## Supplied data:

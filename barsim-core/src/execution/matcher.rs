//! Bar matcher — pure order-kind × time-in-force fill rules.
//!
//! `match_order` is a pure function of (order, bar, cost model): no hidden
//! randomness and no dependency on other orders' outcomes. Per kind:
//!
//! - MARKET fills at the bar open, adjusted by directional slippage.
//! - LIMIT fills at exactly the limit price when `low <= limit <= high`;
//!   no price improvement is modeled.
//! - STOP triggers on `high >= stop` (buy) / `low <= stop` (sell) and fills
//!   as a gapped market order at `max(open, stop)` / `min(open, stop)`.
//! - STOP_LIMIT triggers per STOP and fills only if the limit condition also
//!   holds in the same bar, at exactly the limit price.
//! - TRAILING_STOP is never matched here; the book's trailing pass owns it.
//!
//! Unfilled GTC orders stay working; unfilled IOC/FOK/DAY orders cancel
//! (the bar model has no partial fills to distinguish them).

use super::cost_model::CostModel;
use crate::domain::{Bar, Fill, Order, OrderKind, OrderSide};

/// Outcome of evaluating one order against one bar.
#[derive(Debug, Clone, PartialEq)]
pub enum MatchOutcome {
    /// The order filled at the contained price.
    Filled(Fill),
    /// The order did not fill and stays working (GTC).
    Working,
    /// The order did not fill and is cancelled (IOC/FOK/DAY).
    Cancelled,
}

/// Evaluate `order` against `bar`.
pub fn match_order(order: &Order, bar: &Bar, cost: &CostModel) -> MatchOutcome {
    let fill_price = match &order.kind {
        OrderKind::Market => Some(MatchedPrice::market(bar.open)),
        OrderKind::Limit { limit_price } => limit_touch(bar, *limit_price),
        OrderKind::Stop { stop_price } => stop_trigger(order.side, bar, *stop_price),
        OrderKind::StopLimit {
            stop_price,
            limit_price,
        } => {
            if stop_triggered(order.side, bar, *stop_price) {
                limit_touch(bar, *limit_price)
            } else {
                None
            }
        }
        // Trailing stops only fill through the book's trailing pass.
        OrderKind::TrailingStop { .. } => return MatchOutcome::Working,
    };

    match fill_price {
        Some(price) => MatchOutcome::Filled(build_fill(order, price, cost)),
        None if order.tif.cancels_if_unfilled() => MatchOutcome::Cancelled,
        None => MatchOutcome::Working,
    }
}

/// A raw fill price plus whether it takes market-style slippage.
struct MatchedPrice {
    raw: f64,
    slips: bool,
}

impl MatchedPrice {
    fn market(raw: f64) -> Self {
        Self { raw, slips: true }
    }

    fn at_limit(raw: f64) -> Self {
        Self { raw, slips: false }
    }
}

/// Limit condition: the bar range touches the limit; fills exactly there.
fn limit_touch(bar: &Bar, limit: f64) -> Option<MatchedPrice> {
    (bar.low <= limit && limit <= bar.high).then(|| MatchedPrice::at_limit(limit))
}

fn stop_triggered(side: OrderSide, bar: &Bar, stop: f64) -> bool {
    match side {
        OrderSide::Buy => bar.high >= stop,
        OrderSide::Sell => bar.low <= stop,
    }
}

/// Stop trigger and gapped fill price: the worse of open and stop.
fn stop_trigger(side: OrderSide, bar: &Bar, stop: f64) -> Option<MatchedPrice> {
    if !stop_triggered(side, bar, stop) {
        return None;
    }
    let raw = match side {
        OrderSide::Buy => bar.open.max(stop),
        OrderSide::Sell => bar.open.min(stop),
    };
    Some(MatchedPrice::market(raw))
}

fn build_fill(order: &Order, price: MatchedPrice, cost: &CostModel) -> Fill {
    let (fill_price, slippage_bps) = if price.slips {
        (cost.apply_slippage(price.raw, order.side), cost.slippage_bps)
    } else {
        (price.raw, 0.0)
    };
    Fill {
        order_id: order.id,
        quantity: order.side.sign() * order.quantity,
        price: fill_price,
        commission: cost.commission(fill_price, order.quantity),
        slippage_bps,
    }
}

## Work instruction:
Word for word, print the listing above once more.

## Solution to the problem:
filename barsim-core/src/execution/matcher.rs
//! Bar matcher — pure order-kind × time-in-force fill rules.
//!
//! `match_order` is a pure function of (order, bar, cost model): no hidden
//! randomness and no dependency on other orders' outcomes. Per kind:
//!
//! - MARKET fills at the bar open, adjusted by directional slippage.
//! - LIMIT fills at exactly the limit price when `low <= limit <= high`;
//!   no price improvement is modeled.
//! - STOP triggers on `high >= stop` (buy) / `low <= stop` (sell) and fills
//!   as a gapped market order at `max(open, stop)` / `min(open, stop)`.
//! - STOP_LIMIT triggers per STOP and fills only if the limit condition also
//!   holds in the same bar, at exactly the limit price.
//! - TRAILING_STOP is never matched here; the book's trailing pass owns it.
//!
//! Unfilled GTC orders stay working; unfilled IOC/FOK/DAY orders cancel
//! (the bar model has no partial fills to distinguish them).

use super::cost_model::CostModel;
use crate::domain::{Bar, Fill, Order, OrderKind, OrderSide};

/// Outcome of evaluating one order against one bar.
#[derive(Debug, Clone, PartialEq)]
pub enum MatchOutcome {
    /// The order filled at the contained price.
    Filled(Fill),
    /// The order did not fill and stays working (GTC).
    Working,
    /// The order did not fill and is cancelled (IOC/FOK/DAY).
    Cancelled,
}

/// Evaluate `order` against `bar`.
pub fn match_order(order: &Order, bar: &Bar, cost: &CostModel) -> MatchOutcome {
    let fill_price = match &order.kind {
        OrderKind::Market => Some(MatchedPrice::market(bar.open)),
        OrderKind::Limit { limit_price } => limit_touch(bar, *limit_price),
        OrderKind::Stop { stop_price } => stop_trigger(order.side, bar, *stop_price),
        OrderKind::StopLimit {
            stop_price,
            limit_price,
        } => {
            if stop_triggered(order.side, bar, *stop_price) {
                limit_touch(bar, *limit_price)
            } else {
                None
            }
        }
        // Trailing stops only fill through the book's trailing pass.
        OrderKind::TrailingStop { .. } => return MatchOutcome::Working,
    };

    match fill_price {
        Some(price) => MatchOutcome::Filled(build_fill(order, price, cost)),
        None if order.tif.cancels_if_unfilled() => MatchOutcome::Cancelled,
        None => MatchOutcome::Working,
    }
}

/// A raw fill price plus whether it takes market-style slippage.
struct MatchedPrice {
    raw: f64,
    slips: bool,
}

impl MatchedPrice {
    fn market(raw: f64) -> Self {
        Self { raw, slips: true }
    }

    fn at_limit(raw: f64) -> Self {
        Self { raw, slips: false }
    }
}

/// Limit condition: the bar range touches the limit; fills exactly there.
fn limit_touch(bar: &Bar, limit: f64) -> Option<MatchedPrice> {
    (bar.low <= limit && limit <= bar.high).then(|| MatchedPrice::at_limit(limit))
}

fn stop_triggered(side: OrderSide, bar: &Bar, stop: f64) -> bool {
    match side {
        OrderSide::Buy => bar.high >= stop,
        OrderSide::Sell => bar.low <= stop,
    }
}

/// Stop trigger and gapped fill price: the worse of open and stop.
fn stop_trigger(side: OrderSide, bar: &Bar, stop: f64) -> Option<MatchedPrice> {
    if !stop_triggered(side, bar, stop) {
        return None;
    }
    let raw = match side {
        OrderSide::Buy => bar.open.max(stop),
        OrderSide::Sell => bar.open.min(stop),
    };
    Some(MatchedPrice::market(raw))
}

fn build_fill(order: &Order, price: MatchedPrice, cost: &CostModel) -> Fill {
    let (fill_price, slippage_bps) = if price.slips {
        (cost.apply_slippage(price.raw, order.side), cost.slippage_bps)
    } else {
        (price.raw, 0.0)
    };
    Fill {
        order_id: order.id,
        quantity: order.side.sign() * order.quantity,
        price: fill_price,
        commission: cost.commission(fill_price, order.quantity),
        slippage_bps,
    }
}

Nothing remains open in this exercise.